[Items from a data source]
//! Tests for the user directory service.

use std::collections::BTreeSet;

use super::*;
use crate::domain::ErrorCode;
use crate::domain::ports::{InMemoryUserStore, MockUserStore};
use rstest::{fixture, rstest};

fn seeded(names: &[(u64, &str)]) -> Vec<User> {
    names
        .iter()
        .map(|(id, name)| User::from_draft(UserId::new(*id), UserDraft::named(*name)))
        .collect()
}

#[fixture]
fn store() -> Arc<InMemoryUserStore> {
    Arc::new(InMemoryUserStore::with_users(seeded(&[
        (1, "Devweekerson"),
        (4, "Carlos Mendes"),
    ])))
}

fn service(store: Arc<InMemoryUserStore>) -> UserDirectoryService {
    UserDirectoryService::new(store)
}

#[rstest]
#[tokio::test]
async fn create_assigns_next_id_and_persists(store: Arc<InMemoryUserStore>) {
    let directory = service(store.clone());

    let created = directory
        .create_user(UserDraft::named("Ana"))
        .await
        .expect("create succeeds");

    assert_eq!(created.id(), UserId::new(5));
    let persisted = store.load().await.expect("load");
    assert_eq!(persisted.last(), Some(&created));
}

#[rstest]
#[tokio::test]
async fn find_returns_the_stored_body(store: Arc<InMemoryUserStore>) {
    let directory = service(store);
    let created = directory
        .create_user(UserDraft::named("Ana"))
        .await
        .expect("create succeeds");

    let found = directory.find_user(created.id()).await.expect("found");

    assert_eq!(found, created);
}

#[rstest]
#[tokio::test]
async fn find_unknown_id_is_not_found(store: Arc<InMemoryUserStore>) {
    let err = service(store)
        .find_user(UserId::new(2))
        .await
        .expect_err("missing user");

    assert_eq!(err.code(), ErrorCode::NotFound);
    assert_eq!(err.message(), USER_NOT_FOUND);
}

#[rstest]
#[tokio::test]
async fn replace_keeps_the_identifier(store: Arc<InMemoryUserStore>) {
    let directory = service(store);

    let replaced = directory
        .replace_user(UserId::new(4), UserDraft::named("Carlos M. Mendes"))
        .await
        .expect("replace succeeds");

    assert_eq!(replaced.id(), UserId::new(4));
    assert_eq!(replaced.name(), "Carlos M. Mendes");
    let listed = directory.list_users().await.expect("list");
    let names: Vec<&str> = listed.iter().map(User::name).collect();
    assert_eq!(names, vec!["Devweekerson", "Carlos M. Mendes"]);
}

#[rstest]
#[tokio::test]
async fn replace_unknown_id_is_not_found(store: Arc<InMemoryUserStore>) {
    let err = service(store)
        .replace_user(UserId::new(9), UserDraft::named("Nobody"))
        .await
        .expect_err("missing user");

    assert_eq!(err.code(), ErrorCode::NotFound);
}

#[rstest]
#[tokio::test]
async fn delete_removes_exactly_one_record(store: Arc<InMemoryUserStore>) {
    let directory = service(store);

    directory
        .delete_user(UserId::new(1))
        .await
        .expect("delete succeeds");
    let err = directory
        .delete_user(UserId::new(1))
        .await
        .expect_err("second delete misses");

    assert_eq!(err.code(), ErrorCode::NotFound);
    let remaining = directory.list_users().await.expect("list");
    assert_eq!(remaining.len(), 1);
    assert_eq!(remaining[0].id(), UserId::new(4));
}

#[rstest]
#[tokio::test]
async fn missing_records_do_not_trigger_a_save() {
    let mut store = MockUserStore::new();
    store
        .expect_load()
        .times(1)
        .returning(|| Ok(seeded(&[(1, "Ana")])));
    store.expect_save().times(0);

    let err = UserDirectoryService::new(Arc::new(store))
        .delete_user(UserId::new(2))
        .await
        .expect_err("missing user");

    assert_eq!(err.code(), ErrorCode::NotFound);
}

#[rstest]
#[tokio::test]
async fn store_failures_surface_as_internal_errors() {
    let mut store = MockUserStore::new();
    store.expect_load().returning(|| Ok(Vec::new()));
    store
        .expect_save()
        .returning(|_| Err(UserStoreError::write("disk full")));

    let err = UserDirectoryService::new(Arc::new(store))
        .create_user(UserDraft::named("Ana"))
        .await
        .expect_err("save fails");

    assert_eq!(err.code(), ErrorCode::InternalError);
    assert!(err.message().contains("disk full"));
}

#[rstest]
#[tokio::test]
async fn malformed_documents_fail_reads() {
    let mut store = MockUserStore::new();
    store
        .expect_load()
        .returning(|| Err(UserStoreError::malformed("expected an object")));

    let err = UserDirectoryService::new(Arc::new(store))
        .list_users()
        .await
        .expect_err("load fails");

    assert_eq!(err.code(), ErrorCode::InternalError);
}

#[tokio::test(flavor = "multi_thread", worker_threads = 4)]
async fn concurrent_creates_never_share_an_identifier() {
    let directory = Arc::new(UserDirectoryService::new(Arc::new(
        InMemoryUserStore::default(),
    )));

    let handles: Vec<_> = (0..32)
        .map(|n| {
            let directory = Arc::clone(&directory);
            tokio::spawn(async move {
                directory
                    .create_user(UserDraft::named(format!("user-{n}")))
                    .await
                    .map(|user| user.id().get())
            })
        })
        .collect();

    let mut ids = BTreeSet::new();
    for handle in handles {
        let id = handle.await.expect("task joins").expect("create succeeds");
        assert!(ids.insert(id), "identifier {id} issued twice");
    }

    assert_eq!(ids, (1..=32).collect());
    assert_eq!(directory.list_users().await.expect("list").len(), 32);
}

◆ The task: How many lines of the entries hold the word "listed"? Respond with the number alone.

◆ Task solution: 2